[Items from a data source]
BEGIN
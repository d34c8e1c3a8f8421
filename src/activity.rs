//! Activity log viewer

use crate::client::ApiClient;
use crate::error::Result;
use crate::model::ActivityLog;
use std::collections::HashSet;
use tracing::{debug, warn};

const LOAD_FAILED: &str = "Failed to load activity log.";

impl ActivityLog {
    /// `mail_sent` -> `MAIL SENT`.
    #[must_use]
    pub fn action_label(&self) -> String {
        self.action.replace('_', " ").to_uppercase()
    }

    /// `entity (ID: id)`, only when both are known.
    #[must_use]
    pub fn entity_label(&self) -> Option<String> {
        match (self.entity.as_deref(), self.entity_id.as_deref()) {
            (Some(entity), Some(id)) => Some(format!("{entity} (ID: {id})")),
            _ => None,
        }
    }

    /// Details worth a show/hide toggle: a non-empty JSON object.
    #[must_use]
    pub fn has_details(&self) -> bool {
        self.details
            .as_ref()
            .and_then(serde_json::Value::as_object)
            .is_some_and(|o| !o.is_empty())
    }

    /// Pretty-printed details, if any.
    #[must_use]
    pub fn details_pretty(&self) -> Option<String> {
        if !self.has_details() {
            return None;
        }
        self.details
            .as_ref()
            .and_then(|d| serde_json::to_string_pretty(d).ok())
    }
}

/// Handle for one in-flight activity fetch.
#[derive(Debug, Clone, Copy, PartialEq, Eq)]
pub struct ActivityTicket {
    generation: u64,
}

/// The activity page: fetched list plus per-entry expansion.
#[derive(Debug, Default)]
pub struct ActivityViewer {
    entries: Vec<ActivityLog>,
    loading: bool,
    error: Option<String>,
    generation: u64,
    expanded: HashSet<String>,
}

impl ActivityViewer {
    #[must_use]
    pub fn new() -> Self {
        Self::default()
    }

    /// (Re)load the log. Expansion of entries that are still present
    /// survives the reload.
    pub async fn refresh(&mut self, client: &ApiClient) {
        let ticket = self.begin_fetch();
        let result = client.activity_logs().await;
        self.apply(&ticket, result);
    }

    /// Start a fetch. Any earlier ticket becomes stale.
    pub fn begin_fetch(&mut self) -> ActivityTicket {
        self.generation += 1;
        self.loading = true;
        self.error = None;
        debug!("Fetching activity (generation {})", self.generation);
        ActivityTicket {
            generation: self.generation,
        }
    }

    /// Apply a fetch result. Returns `false` and leaves the viewer
    /// untouched when `ticket` has been superseded.
    pub fn apply(&mut self, ticket: &ActivityTicket, result: Result<Vec<ActivityLog>>) -> bool {
        if ticket.generation != self.generation {
            debug!(
                "Discarding stale activity response (generation {}, latest {})",
                ticket.generation, self.generation
            );
            return false;
        }
        self.loading = false;
        match result {
            Ok(entries) => {
                self.expanded
                    .retain(|id| entries.iter().any(|e| &e.id == id));
                self.entries = entries;
            }
            Err(e) => {
                warn!("Loading activity failed: {}", e);
                self.error = Some(e.user_message(LOAD_FAILED));
            }
        }
        true
    }

    #[must_use]
    pub fn entries(&self) -> &[ActivityLog] {
        &self.entries
    }

    #[must_use]
    pub const fn is_loading(&self) -> bool {
        self.loading
    }

    #[must_use]
    pub fn error(&self) -> Option<&str> {
        self.error.as_deref()
    }

    /// Show or hide the details of entry `id`. Entries without
    /// details cannot be expanded. Returns the new expansion state.
    pub fn toggle_details(&mut self, id: &str) -> bool {
        let expandable = self
            .entries
            .iter()
            .any(|e| e.id == id && e.has_details());
        if !expandable {
            return false;
        }
        if self.expanded.remove(id) {
            false
        } else {
            self.expanded.insert(id.to_string());
            true
        }
    }

    /// Expand every entry that has details.
    pub fn expand_all(&mut self) {
        self.expanded = self
            .entries
            .iter()
            .filter(|e| e.has_details())
            .map(|e| e.id.clone())
            .collect();
    }

    #[must_use]
    pub fn is_expanded(&self, id: &str) -> bool {
        self.expanded.contains(id)
    }
}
END
= PROBLEM TO SOLVE =
Given the records above, reproduce precisely and only the lines between the line holding "pub async fn" and the line holding "ticket becomes stale.", inclusive.

= RESULT FOR THIS TASK =
    pub async fn refresh(&mut self, client: &ApiClient) {
        let ticket = self.begin_fetch();
        let result = client.activity_logs().await;
        self.apply(&ticket, result);
    }

    /// Start a fetch. Any earlier ticket becomes stale.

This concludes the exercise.